As the coronavirus pandemic began bearing down on the United States in March, President Donald Trump set out his expectations.
If the U.S. could keep the death toll between
100,000 to 200,000 people, Trump said, it would indicate that his administration had “done a very good job.”
IThe number of U.S. deaths has cleared the outer band of the president’s projections:
200,000, though the real number is certainly higher. The virus continues to spread and there is currently no approved vaccine.
Yet the grim milestone and the prospect of more American deaths to come have prompted no rethinking from the president about his handling of the pandemic and no outward expressions of regrets. Instead,
Trump has sought to reshape the significance of the death tally, trying to turn the loss of 200,000 Americans into a success story by contending the numbers could have been even higher without the actions of his administration.

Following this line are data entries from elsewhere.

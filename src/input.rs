/// Arrow keys the deck reacts to, regardless of focus.
#[derive(Debug, PartialEq, Eq, Clone, Copy)]
pub enum ArrowKey {
    Left,
    Right,
}

/// One event from any of the input channels feeding a deck.
///
/// Channels are independent; the deck applies each event in arrival order.
#[derive(Debug, PartialEq, Clone, Copy)]
pub enum DeckInput {
    PrevControl,
    NextControl,
    /// Click on the indicator for the given slide.
    Indicator(usize),
    Key(ArrowKey),
    /// Touch (or press) began at this horizontal position.
    TouchStart(f32),
    TouchEnd(f32),
    PointerEnter,
    PointerLeave,
}
use std::path::PathBuf;

use anyhow::Result;
use clap::Parser;
use log::{error, info, warn};
use rand::seq::SliceRandom;
use raylib::prelude::*;
use slidedeck::constants::*;

mod cli;
mod texture_loader;
mod viewer;

use crate::cli::Args;
use crate::texture_loader::{load_sorted_image_paths, load_texture_with_exif_rotation};
use crate::viewer::Gallery;
use crate::viewer::slide::GallerySlide;

fn load_slides(rl: &mut RaylibHandle, thread: &RaylibThread, paths: Vec<PathBuf>) -> Vec<GallerySlide> {
    let mut slides = Vec::with_capacity(paths.len());
    for path in paths {
        match load_texture_with_exif_rotation(rl, thread, &path) {
            Ok(texture) => slides.push(GallerySlide::new(texture)),
            Err(e) => warn!("Skipping {}: {:#}", path.display(), e),
        }
    }
    slides
}

fn main() -> Result<()> {
    env_logger::init();

    let args = Args::parse();
    let config = args.deck_config();
    config.validate()?;

    let (mut rl, thread) = raylib::init()
        .size(args.width, args.height)
        .title("Photo Gallery")
        .vsync()
        .build();
    rl.set_target_fps(FPS);
    rl.set_trace_log(TraceLogLevel::LOG_ERROR);

    // --- Load Slides ---
    let mut image_paths = match load_sorted_image_paths(&args.image_directory) {
        Ok(paths) => paths,
        Err(e) => {
            error!("{:#}", e);
            Vec::new()
        }
    };
    if args.shuffle {
        image_paths.shuffle(&mut rand::rng());
    }

    let slides = load_slides(&mut rl, &thread, image_paths);
    info!("Loaded {} slides from {}", slides.len(), args.image_directory.display());

    let mut gallery = Gallery::assemble(slides, args.width, args.height, &config, !args.no_indicators);

    // --- Main Loop ---
    while !rl.window_should_close() {
        let dt = rl.get_frame_time();
        gallery.update(&rl, dt);

        let mut d = rl.begin_drawing(&thread);
        d.clear_background(Color::BLACK);
        gallery.draw(&mut d);
    }

    Ok(())
}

“If we didn’t do our job, it would be three and a half, two and a half, maybe 3 million people,” Trump said Friday, leaning on extreme projections of what could have happened if nothing at all were done to fight the pandemic. “We have done a phenomenal job with respect to COVID-19.”
Just 39% of Americans approve of the president’s handling of the pandemic, according to a poll from The Associated Press-NORC Center for Public Affairs Research. Roughly one-quarter of Republicans say they don’t approve of Trump’s stewardship of the public health crisis, though his overall backing among GOP voters sits at a comfortable 84%.
There’s also little doubt that the death toll in the U.S. has soared past where Trump repeatedly assured the public it would be. In February, when the first coronavirus cases were detected in the U.S., the president said the numbers would be “down to close to
zero” within days. In early April, when U.S. officials estimated at least
100,000 people would die from the pandemic even if all conceivable steps were taken against it, Trump suggested the numbers would be lower, saying: “I think we’re doing better than that.”
He’s shifted again in recent days, saying that the U.S. remains a success story because some models showed the nation could have
240,000 deaths —
a threshold that appears likely to be eclipsed by the end of the year.
Well aware of his sluggish standing with voters on the pandemic, Trump has spent recent weeks trying to refocus his race against Democrat Joe Biden on other issues, including promising white suburban voters that he would keep crime in liberal cities from encroaching on their neighborhoods.